MATERIAL FOR THE TASK:
◇ ◇ ◇ ◇ ◇ ◇ ◇
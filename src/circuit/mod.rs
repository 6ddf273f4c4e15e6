//! Component values of the two historical pedal variants and the analog
//! networks they form.

pub mod networks;

use clap::ValueEnum;
use serde::{Deserialize, Serialize};

pub use networks::Network;

/// Which historical component set feeds the coefficient derivation.
#[derive(ValueEnum, Copy, Clone, Debug, Default, Serialize, Deserialize, PartialEq, Eq)]
pub enum CircuitModel {
    /// TS9: 470 Ω series / 100 kΩ pull-down output.
    #[default]
    Ts9,
    /// TS808: 100 Ω series / 10 kΩ pull-down output.
    Ts808,
}

impl std::fmt::Display for CircuitModel {
    fn fmt(&self, f: &mut std::fmt::Formatter<'_>) -> std::fmt::Result {
        match self {
            Self::Ts9 => write!(f, "TS9"),
            Self::Ts808 => write!(f, "TS808"),
        }
    }
}

impl CircuitModel {
    pub const fn components(self) -> &'static Components {
        match self {
            Self::Ts9 => &TS9,
            Self::Ts808 => &TS808,
        }
    }

    /// Numeric form used by the parameter store (0 = TS9, 1 = TS808).
    pub const fn index(self) -> u8 {
        match self {
            Self::Ts9 => 0,
            Self::Ts808 => 1,
        }
    }

    pub const fn from_index(index: u8) -> Self {
        match index {
            0 => Self::Ts9,
            _ => Self::Ts808,
        }
    }
}

/// Physical component values in ohms and farads.
#[derive(Debug, Clone, Copy, PartialEq)]
pub struct Components {
    // --- clipping stage ---
    /// Fixed part of the feedback resistance.
    pub drive_fixed: f64,
    /// Drive potentiometer, swept linearly by the drive control.
    pub drive_pot: f64,
    /// Feedback capacitor across the diodes.
    pub drive_feedback_cap: f64,
    /// Resistor of the ground leg.
    pub drive_ground_res: f64,
    /// Capacitor of the ground leg.
    pub drive_ground_cap: f64,

    // --- tone stage ---
    pub tone_feedback_res: f64,
    pub tone_pot: f64,
    pub tone_r10k: f64,
    pub tone_r1k: f64,
    pub tone_r220: f64,
    /// Capacitor of the passive recovery lowpass.
    pub tone_recovery_cap: f64,
    pub tone_cap: f64,

    // --- output coupling ---
    pub output_series_res: f64,
    pub output_load_res: f64,
    pub output_cap: f64,
}

const SHARED: Components = Components {
    drive_fixed: 51e3,
    drive_pot: 500e3,
    drive_feedback_cap: 51e-12,
    drive_ground_res: 4.7e3,
    drive_ground_cap: 0.047e-6,

    tone_feedback_res: 1e3,
    tone_pot: 20e3,
    tone_r10k: 10e3,
    tone_r1k: 1e3,
    tone_r220: 220.0,
    tone_recovery_cap: 0.22e-6,
    tone_cap: 0.22e-6,

    output_series_res: 470.0,
    output_load_res: 100e3,
    output_cap: 1e-6,
};

pub const TS9: Components = SHARED;

pub const TS808: Components = Components {
    output_series_res: 100.0,
    output_load_res: 10e3,
    ..SHARED
};

impl Components {
    /// Effective feedback resistance `R2` of the clipping stage for a drive
    /// setting in `0..=1`.
    pub fn feedback_resistance(&self, drive: f32) -> f64 {
        f64::from(drive).mul_add(self.drive_pot, self.drive_fixed)
    }

    /// Splits the tone potentiometer at the wiper: `(Rpot1, Rpot2)`.
    pub fn tone_split(&self, tone: f32) -> (f64, f64) {
        let tone = f64::from(tone);
        (self.tone_pot * tone, self.tone_pot * (1.0 - tone))
    }
}

#[cfg(test)]
mod tests {
    use super::*;

    #[test]
    fn models_only_differ_at_the_output() {
        let ts9 = CircuitModel::Ts9.components();
        let ts808 = CircuitModel::Ts808.components();

        assert_eq!(ts9.drive_pot, ts808.drive_pot);
        assert_eq!(ts9.tone_cap, ts808.tone_cap);
        assert_ne!(ts9.output_load_res, ts808.output_load_res);
        assert_ne!(ts9.output_series_res, ts808.output_series_res);
    }

    #[test]
    fn feedback_resistance_spans_the_pot() {
        let c = CircuitModel::Ts9.components();
        assert_eq!(c.feedback_resistance(0.0), 51e3);
        assert!((c.feedback_resistance(1.0) - 551e3).abs() < 1e-6);
    }

    #[test]
    fn tone_split_sums_to_pot() {
        let c = CircuitModel::Ts808.components();
        for &tone in &[0.0, 0.25, 0.5, 1.0] {
            let (p1, p2) = c.tone_split(tone);
            assert!((p1 + p2 - c.tone_pot).abs() < 1e-9);
        }
    }

    #[test]
    fn model_index_round_trips() {
        for model in [CircuitModel::Ts9, CircuitModel::Ts808] {
            assert_eq!(CircuitModel::from_index(model.index()), model);
        }
    }
}
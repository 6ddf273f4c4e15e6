use criterion::{BenchmarkId, Criterion, Throughput, criterion_group, criterion_main};
use screamer::params::{ControlSnapshot, ParamId, ParameterStore};
use screamer::pedal::{Pedal, ProcessSpec, Topology};
use std::hint::black_box;
use std::sync::Arc;

mod common;
use common::{BUFFER_SIZE, SAMPLE_RATE, prepared_pedal, test_signal};

fn bench_topologies(c: &mut Criterion) {
    let mut group = c.benchmark_group("Pedal Block Processing");
    group.throughput(Throughput::Elements(BUFFER_SIZE as u64));

    for topology in [Topology::Classic, Topology::Split] {
        for &oversampling in &[1, 2, 4, 8] {
            group.bench_with_input(
                BenchmarkId::new(topology.to_string(), format!("{oversampling}x")),
                &oversampling,
                |b, &oversampling| {
                    let mut pedal = prepared_pedal(topology, oversampling);
                    let input = test_signal(BUFFER_SIZE);
                    let mut left = input.clone();
                    let mut right = vec![0.0f32; BUFFER_SIZE];

                    b.iter(|| {
                        left.copy_from_slice(&input);
                        pedal.process(black_box(&mut [&mut left[..], &mut right[..]]));
                        black_box(&right);
                    });
                },
            );
        }
    }

    group.finish();
}

fn bench_automation(c: &mut Criterion) {
    let mut group = c.benchmark_group("Parameter Automation");

    group.bench_function("in-line derivation per block", |b| {
        let store = Arc::new(ParameterStore::new(ControlSnapshot::default()));
        let (mut pedal, _handle) = Pedal::new(Arc::clone(&store), Topology::Classic, 2);
        pedal
            .prepare(ProcessSpec {
                sample_rate: SAMPLE_RATE,
                max_block_size: BUFFER_SIZE,
                input_channels: 1,
            })
            .unwrap();

        let input = test_signal(BUFFER_SIZE);
        let mut left = input.clone();
        let mut right = vec![0.0f32; BUFFER_SIZE];
        let mut drive = 0.0f32;

        b.iter(|| {
            drive = (drive + 0.01) % 1.0;
            store.set_value(ParamId::Drive, drive);
            left.copy_from_slice(&input);
            pedal.process(black_box(&mut [&mut left[..], &mut right[..]]));
        });
    });

    group.finish();
}

criterion_group!(benches, bench_topologies, bench_automation);
criterion_main!(benches);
◇ ◇ ◇ ◇ ◇ ◇ ◇
ASSIGNMENT:
Reproduce the data shown above with every line intact.

REPLY TO THE EXERCISE:
filename src/circuit/mod.rs
repository 6ddf273f4c4e15e6
//! Component values of the two historical pedal variants and the analog
//! networks they form.

pub mod networks;

use clap::ValueEnum;
use serde::{Deserialize, Serialize};

pub use networks::Network;

/// Which historical component set feeds the coefficient derivation.
#[derive(ValueEnum, Copy, Clone, Debug, Default, Serialize, Deserialize, PartialEq, Eq)]
pub enum CircuitModel {
    /// TS9: 470 Ω series / 100 kΩ pull-down output.
    #[default]
    Ts9,
    /// TS808: 100 Ω series / 10 kΩ pull-down output.
    Ts808,
}

impl std::fmt::Display for CircuitModel {
    fn fmt(&self, f: &mut std::fmt::Formatter<'_>) -> std::fmt::Result {
        match self {
            Self::Ts9 => write!(f, "TS9"),
            Self::Ts808 => write!(f, "TS808"),
        }
    }
}

impl CircuitModel {
    pub const fn components(self) -> &'static Components {
        match self {
            Self::Ts9 => &TS9,
            Self::Ts808 => &TS808,
        }
    }

    /// Numeric form used by the parameter store (0 = TS9, 1 = TS808).
    pub const fn index(self) -> u8 {
        match self {
            Self::Ts9 => 0,
            Self::Ts808 => 1,
        }
    }

    pub const fn from_index(index: u8) -> Self {
        match index {
            0 => Self::Ts9,
            _ => Self::Ts808,
        }
    }
}

/// Physical component values in ohms and farads.
#[derive(Debug, Clone, Copy, PartialEq)]
pub struct Components {
    // --- clipping stage ---
    /// Fixed part of the feedback resistance.
    pub drive_fixed: f64,
    /// Drive potentiometer, swept linearly by the drive control.
    pub drive_pot: f64,
    /// Feedback capacitor across the diodes.
    pub drive_feedback_cap: f64,
    /// Resistor of the ground leg.
    pub drive_ground_res: f64,
    /// Capacitor of the ground leg.
    pub drive_ground_cap: f64,

    // --- tone stage ---
    pub tone_feedback_res: f64,
    pub tone_pot: f64,
    pub tone_r10k: f64,
    pub tone_r1k: f64,
    pub tone_r220: f64,
    /// Capacitor of the passive recovery lowpass.
    pub tone_recovery_cap: f64,
    pub tone_cap: f64,

    // --- output coupling ---
    pub output_series_res: f64,
    pub output_load_res: f64,
    pub output_cap: f64,
}

const SHARED: Components = Components {
    drive_fixed: 51e3,
    drive_pot: 500e3,
    drive_feedback_cap: 51e-12,
    drive_ground_res: 4.7e3,
    drive_ground_cap: 0.047e-6,

    tone_feedback_res: 1e3,
    tone_pot: 20e3,
    tone_r10k: 10e3,
    tone_r1k: 1e3,
    tone_r220: 220.0,
    tone_recovery_cap: 0.22e-6,
    tone_cap: 0.22e-6,

    output_series_res: 470.0,
    output_load_res: 100e3,
    output_cap: 1e-6,
};

pub const TS9: Components = SHARED;

pub const TS808: Components = Components {
    output_series_res: 100.0,
    output_load_res: 10e3,
    ..SHARED
};

impl Components {
    /// Effective feedback resistance `R2` of the clipping stage for a drive
    /// setting in `0..=1`.
    pub fn feedback_resistance(&self, drive: f32) -> f64 {
        f64::from(drive).mul_add(self.drive_pot, self.drive_fixed)
    }

    /// Splits the tone potentiometer at the wiper: `(Rpot1, Rpot2)`.
    pub fn tone_split(&self, tone: f32) -> (f64, f64) {
        let tone = f64::from(tone);
        (self.tone_pot * tone, self.tone_pot * (1.0 - tone))
    }
}

#[cfg(test)]
mod tests {
    use super::*;

    #[test]
    fn models_only_differ_at_the_output() {
        let ts9 = CircuitModel::Ts9.components();
        let ts808 = CircuitModel::Ts808.components();

        assert_eq!(ts9.drive_pot, ts808.drive_pot);
        assert_eq!(ts9.tone_cap, ts808.tone_cap);
        assert_ne!(ts9.output_load_res, ts808.output_load_res);
        assert_ne!(ts9.output_series_res, ts808.output_series_res);
    }

    #[test]
    fn feedback_resistance_spans_the_pot() {
        let c = CircuitModel::Ts9.components();
        assert_eq!(c.feedback_resistance(0.0), 51e3);
        assert!((c.feedback_resistance(1.0) - 551e3).abs() < 1e-6);
    }

    #[test]
    fn tone_split_sums_to_pot() {
        let c = CircuitModel::Ts808.components();
        for &tone in &[0.0, 0.25, 0.5, 1.0] {
            let (p1, p2) = c.tone_split(tone);
            assert!((p1 + p2 - c.tone_pot).abs() < 1e-9);
        }
    }

    #[test]
    fn model_index_round_trips() {
        for model in [CircuitModel::Ts9, CircuitModel::Ts808] {
            assert_eq!(CircuitModel::from_index(model.index()), model);
        }
    }
}
repository 6ddf273f4c4e15e6
use criterion::{BenchmarkId, Criterion, Throughput, criterion_group, criterion_main};
use screamer::params::{ControlSnapshot, ParamId, ParameterStore};
use screamer::pedal::{Pedal, ProcessSpec, Topology};
use std::hint::black_box;
use std::sync::Arc;

mod common;
use common::{BUFFER_SIZE, SAMPLE_RATE, prepared_pedal, test_signal};

fn bench_topologies(c: &mut Criterion) {
    let mut group = c.benchmark_group("Pedal Block Processing");
    group.throughput(Throughput::Elements(BUFFER_SIZE as u64));

    for topology in [Topology::Classic, Topology::Split] {
        for &oversampling in &[1, 2, 4, 8] {
            group.bench_with_input(
                BenchmarkId::new(topology.to_string(), format!("{oversampling}x")),
                &oversampling,
                |b, &oversampling| {
                    let mut pedal = prepared_pedal(topology, oversampling);
                    let input = test_signal(BUFFER_SIZE);
                    let mut left = input.clone();
                    let mut right = vec![0.0f32; BUFFER_SIZE];

                    b.iter(|| {
                        left.copy_from_slice(&input);
                        pedal.process(black_box(&mut [&mut left[..], &mut right[..]]));
                        black_box(&right);
                    });
                },
            );
        }
    }

    group.finish();
}

fn bench_automation(c: &mut Criterion) {
    let mut group = c.benchmark_group("Parameter Automation");

    group.bench_function("in-line derivation per block", |b| {
        let store = Arc::new(ParameterStore::new(ControlSnapshot::default()));
        let (mut pedal, _handle) = Pedal::new(Arc::clone(&store), Topology::Classic, 2);
        pedal
            .prepare(ProcessSpec {
                sample_rate: SAMPLE_RATE,
                max_block_size: BUFFER_SIZE,
                input_channels: 1,
            })
            .unwrap();

        let input = test_signal(BUFFER_SIZE);
        let mut left = input.clone();
        let mut right = vec![0.0f32; BUFFER_SIZE];
        let mut drive = 0.0f32;

        b.iter(|| {
            drive = (drive + 0.01) % 1.0;
            store.set_value(ParamId::Drive, drive);
            left.copy_from_slice(&input);
            pedal.process(black_box(&mut [&mut left[..], &mut right[..]]));
        });
    });

    group.finish();
}

criterion_group!(benches, bench_topologies, bench_automation);
criterion_main!(benches);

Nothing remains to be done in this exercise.